Required action:
Please repeat the data in full, character for character.

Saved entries
*** Block opens ***

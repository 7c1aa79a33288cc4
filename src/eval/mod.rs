// src/eval/mod.rs — Evaluation aggregator
//
// Runs a task's engines over its prompts for the requested number of runs,
// scores every response, and averages the totals per run. Fully sequential:
// each call completes (including its retry cycle) before the next begins,
// so raw records come out in strict (run, engine, prompt) order.

pub mod scoring;
pub mod tasks;

use std::collections::BTreeMap;
use std::sync::Arc;

use chrono::{DateTime, Utc};
use serde::{Deserialize, Serialize};

use crate::engine::{resolver, Engine};
use crate::infra::config::Credentials;
use crate::infra::errors::CitemeterError;

/// One unit of evaluation work: which prompts to send to which engines,
/// what to count in the responses, and how many times to repeat.
#[derive(Debug, Clone, Serialize, Deserialize, PartialEq)]
pub struct EvaluationTask {
    pub prompts: Vec<String>,
    pub engines: Vec<String>,
    pub keywords: Vec<String>,
    pub domain_wildcards: Vec<String>,
    pub runs: u32,
}

impl EvaluationTask {
    /// Input validation, performed before any network activity.
    pub fn validate(&self) -> Result<(), CitemeterError> {
        if self.runs < 1 {
            return Err(CitemeterError::Config("Runs must be at least 1".into()));
        }
        if self.prompts.is_empty() {
            return Err(CitemeterError::Config(
                "At least one prompt is required".into(),
            ));
        }
        if self.engines.is_empty() {
            return Err(CitemeterError::Config(
                "At least one engine is required".into(),
            ));
        }
        Ok(())
    }
}

/// Audit record for one (run, engine, prompt) call.
#[derive(Debug, Clone, Serialize, Deserialize)]
pub struct RawRecord {
    pub run: u32,
    pub prompt: String,
    pub engine: String,
    pub content: String,
    pub cites: Vec<String>,
    pub raw: serde_json::Value,
}

/// Aggregated outcome of one task. Immutable once produced.
#[derive(Debug, Clone, Serialize, Deserialize)]
pub struct EvaluationResult {
    pub timestamp: DateTime<Utc>,
    pub prompts: Vec<String>,
    pub engines: Vec<String>,
    pub keywords: Vec<String>,
    pub domain_wildcards: Vec<String>,
    pub runs: u32,
    /// Average occurrences per run, keyed by keyword.
    pub keyword_counts: BTreeMap<String, f64>,
    /// Average matches per run, keyed by wildcard pattern.
    pub domain_counts: BTreeMap<String, f64>,
    pub raw_responses: Vec<RawRecord>,
}

/// Flattened row shape for tabular sinks: list and map fields JSON-encoded
/// into single text cells.
#[derive(Debug, Clone, Serialize, Deserialize)]
pub struct ResultRow {
    pub timestamp: String,
    pub prompts: String,
    pub engines: String,
    pub keywords: String,
    pub domain_wildcards: String,
    pub runs: u32,
    pub keyword_counts: String,
    pub domain_counts: String,
    pub raw_responses: String,
}

impl EvaluationResult {
    pub fn as_json(&self) -> serde_json::Value {
        serde_json::to_value(self).unwrap_or_default()
    }

    pub fn as_row(&self) -> ResultRow {
        ResultRow {
            timestamp: self.timestamp.to_rfc3339(),
            prompts: json_cell(&self.prompts),
            engines: json_cell(&self.engines),
            keywords: json_cell(&self.keywords),
            domain_wildcards: json_cell(&self.domain_wildcards),
            runs: self.runs,
            keyword_counts: json_cell(&self.keyword_counts),
            domain_counts: json_cell(&self.domain_counts),
            raw_responses: json_cell(&self.raw_responses),
        }
    }
}

fn json_cell<T: Serialize>(value: &T) -> String {
    serde_json::to_string(value).unwrap_or_default()
}

/// Resolve the task's engines and evaluate it.
pub async fn run_evaluation(
    task: &EvaluationTask,
    creds: &Credentials,
) -> Result<EvaluationResult, CitemeterError> {
    task.validate()?;
    let engines = resolver::resolve_all(&task.engines, creds)?;
    run_with_engines(task, &engines).await
}

/// Evaluate a task against already-resolved engines.
///
/// Iterates run (outer) → engine (middle) → prompt (inner); any engine
/// failure aborts the whole task, producing no partial result.
pub async fn run_with_engines(
    task: &EvaluationTask,
    engines: &[Arc<dyn Engine>],
) -> Result<EvaluationResult, CitemeterError> {
    task.validate()?;

    let mut keyword_totals: BTreeMap<String, u64> =
        task.keywords.iter().map(|kw| (kw.clone(), 0)).collect();
    let mut domain_totals: BTreeMap<String, u64> = task
        .domain_wildcards
        .iter()
        .map(|pattern| (pattern.clone(), 0))
        .collect();
    let mut raw_records: Vec<RawRecord> = Vec::new();

    for run_index in 0..task.runs {
        for engine in engines {
            for prompt in &task.prompts {
                tracing::debug!(
                    run = run_index,
                    engine = engine.name(),
                    "Evaluating prompt"
                );
                let response = engine.run(prompt).await?;

                for (kw, count) in scoring::count_keywords(&response.content, &task.keywords) {
                    *keyword_totals.entry(kw).or_insert(0) += count;
                }
                for (pattern, count) in
                    scoring::count_domains(&response.cites, &task.domain_wildcards)
                {
                    *domain_totals.entry(pattern).or_insert(0) += count;
                }

                raw_records.push(RawRecord {
                    run: run_index,
                    prompt: prompt.clone(),
                    engine: engine.name().to_string(),
                    content: response.content,
                    cites: response.cites,
                    raw: response.raw,
                });
            }
        }
    }

    // Average per run — totals include every engine×prompt combination, and
    // only the run count divides them.
    let runs = task.runs as f64;
    let keyword_counts = keyword_totals
        .into_iter()
        .map(|(kw, total)| (kw, total as f64 / runs))
        .collect();
    let domain_counts = domain_totals
        .into_iter()
        .map(|(pattern, total)| (pattern, total as f64 / runs))
        .collect();

    Ok(EvaluationResult {
        timestamp: Utc::now(),
        prompts: task.prompts.clone(),
        engines: task.engines.clone(),
        keywords: task.keywords.clone(),
        domain_wildcards: task.domain_wildcards.clone(),
        runs: task.runs,
        keyword_counts,
        domain_counts,
        raw_responses: raw_records,
    })
}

*** Block closes ***

Answer:
repository 7c1aa79a33288cc4
filename src/eval/mod.rs
// src/eval/mod.rs — Evaluation aggregator
//
// Runs a task's engines over its prompts for the requested number of runs,
// scores every response, and averages the totals per run. Fully sequential:
// each call completes (including its retry cycle) before the next begins,
// so raw records come out in strict (run, engine, prompt) order.

pub mod scoring;
pub mod tasks;

use std::collections::BTreeMap;
use std::sync::Arc;

use chrono::{DateTime, Utc};
use serde::{Deserialize, Serialize};

use crate::engine::{resolver, Engine};
use crate::infra::config::Credentials;
use crate::infra::errors::CitemeterError;

/// One unit of evaluation work: which prompts to send to which engines,
/// what to count in the responses, and how many times to repeat.
#[derive(Debug, Clone, Serialize, Deserialize, PartialEq)]
pub struct EvaluationTask {
    pub prompts: Vec<String>,
    pub engines: Vec<String>,
    pub keywords: Vec<String>,
    pub domain_wildcards: Vec<String>,
    pub runs: u32,
}

impl EvaluationTask {
    /// Input validation, performed before any network activity.
    pub fn validate(&self) -> Result<(), CitemeterError> {
        if self.runs < 1 {
            return Err(CitemeterError::Config("Runs must be at least 1".into()));
        }
        if self.prompts.is_empty() {
            return Err(CitemeterError::Config(
                "At least one prompt is required".into(),
            ));
        }
        if self.engines.is_empty() {
            return Err(CitemeterError::Config(
                "At least one engine is required".into(),
            ));
        }
        Ok(())
    }
}

/// Audit record for one (run, engine, prompt) call.
#[derive(Debug, Clone, Serialize, Deserialize)]
pub struct RawRecord {
    pub run: u32,
    pub prompt: String,
    pub engine: String,
    pub content: String,
    pub cites: Vec<String>,
    pub raw: serde_json::Value,
}

/// Aggregated outcome of one task. Immutable once produced.
#[derive(Debug, Clone, Serialize, Deserialize)]
pub struct EvaluationResult {
    pub timestamp: DateTime<Utc>,
    pub prompts: Vec<String>,
    pub engines: Vec<String>,
    pub keywords: Vec<String>,
    pub domain_wildcards: Vec<String>,
    pub runs: u32,
    /// Average occurrences per run, keyed by keyword.
    pub keyword_counts: BTreeMap<String, f64>,
    /// Average matches per run, keyed by wildcard pattern.
    pub domain_counts: BTreeMap<String, f64>,
    pub raw_responses: Vec<RawRecord>,
}

/// Flattened row shape for tabular sinks: list and map fields JSON-encoded
/// into single text cells.
#[derive(Debug, Clone, Serialize, Deserialize)]
pub struct ResultRow {
    pub timestamp: String,
    pub prompts: String,
    pub engines: String,
    pub keywords: String,
    pub domain_wildcards: String,
    pub runs: u32,
    pub keyword_counts: String,
    pub domain_counts: String,
    pub raw_responses: String,
}

impl EvaluationResult {
    pub fn as_json(&self) -> serde_json::Value {
        serde_json::to_value(self).unwrap_or_default()
    }

    pub fn as_row(&self) -> ResultRow {
        ResultRow {
            timestamp: self.timestamp.to_rfc3339(),
            prompts: json_cell(&self.prompts),
            engines: json_cell(&self.engines),
            keywords: json_cell(&self.keywords),
            domain_wildcards: json_cell(&self.domain_wildcards),
            runs: self.runs,
            keyword_counts: json_cell(&self.keyword_counts),
            domain_counts: json_cell(&self.domain_counts),
            raw_responses: json_cell(&self.raw_responses),
        }
    }
}

fn json_cell<T: Serialize>(value: &T) -> String {
    serde_json::to_string(value).unwrap_or_default()
}

/// Resolve the task's engines and evaluate it.
pub async fn run_evaluation(
    task: &EvaluationTask,
    creds: &Credentials,
) -> Result<EvaluationResult, CitemeterError> {
    task.validate()?;
    let engines = resolver::resolve_all(&task.engines, creds)?;
    run_with_engines(task, &engines).await
}

/// Evaluate a task against already-resolved engines.
///
/// Iterates run (outer) → engine (middle) → prompt (inner); any engine
/// failure aborts the whole task, producing no partial result.
pub async fn run_with_engines(
    task: &EvaluationTask,
    engines: &[Arc<dyn Engine>],
) -> Result<EvaluationResult, CitemeterError> {
    task.validate()?;

    let mut keyword_totals: BTreeMap<String, u64> =
        task.keywords.iter().map(|kw| (kw.clone(), 0)).collect();
    let mut domain_totals: BTreeMap<String, u64> = task
        .domain_wildcards
        .iter()
        .map(|pattern| (pattern.clone(), 0))
        .collect();
    let mut raw_records: Vec<RawRecord> = Vec::new();

    for run_index in 0..task.runs {
        for engine in engines {
            for prompt in &task.prompts {
                tracing::debug!(
                    run = run_index,
                    engine = engine.name(),
                    "Evaluating prompt"
                );
                let response = engine.run(prompt).await?;

                for (kw, count) in scoring::count_keywords(&response.content, &task.keywords) {
                    *keyword_totals.entry(kw).or_insert(0) += count;
                }
                for (pattern, count) in
                    scoring::count_domains(&response.cites, &task.domain_wildcards)
                {
                    *domain_totals.entry(pattern).or_insert(0) += count;
                }

                raw_records.push(RawRecord {
                    run: run_index,
                    prompt: prompt.clone(),
                    engine: engine.name().to_string(),
                    content: response.content,
                    cites: response.cites,
                    raw: response.raw,
                });
            }
        }
    }

    // Average per run — totals include every engine×prompt combination, and
    // only the run count divides them.
    let runs = task.runs as f64;
    let keyword_counts = keyword_totals
        .into_iter()
        .map(|(kw, total)| (kw, total as f64 / runs))
        .collect();
    let domain_counts = domain_totals
        .into_iter()
        .map(|(pattern, total)| (pattern, total as f64 / runs))
        .collect();

    Ok(EvaluationResult {
        timestamp: Utc::now(),
        prompts: task.prompts.clone(),
        engines: task.engines.clone(),
        keywords: task.keywords.clone(),
        domain_wildcards: task.domain_wildcards.clone(),
        runs: task.runs,
        keyword_counts,
        domain_counts,
        raw_responses: raw_records,
    })
}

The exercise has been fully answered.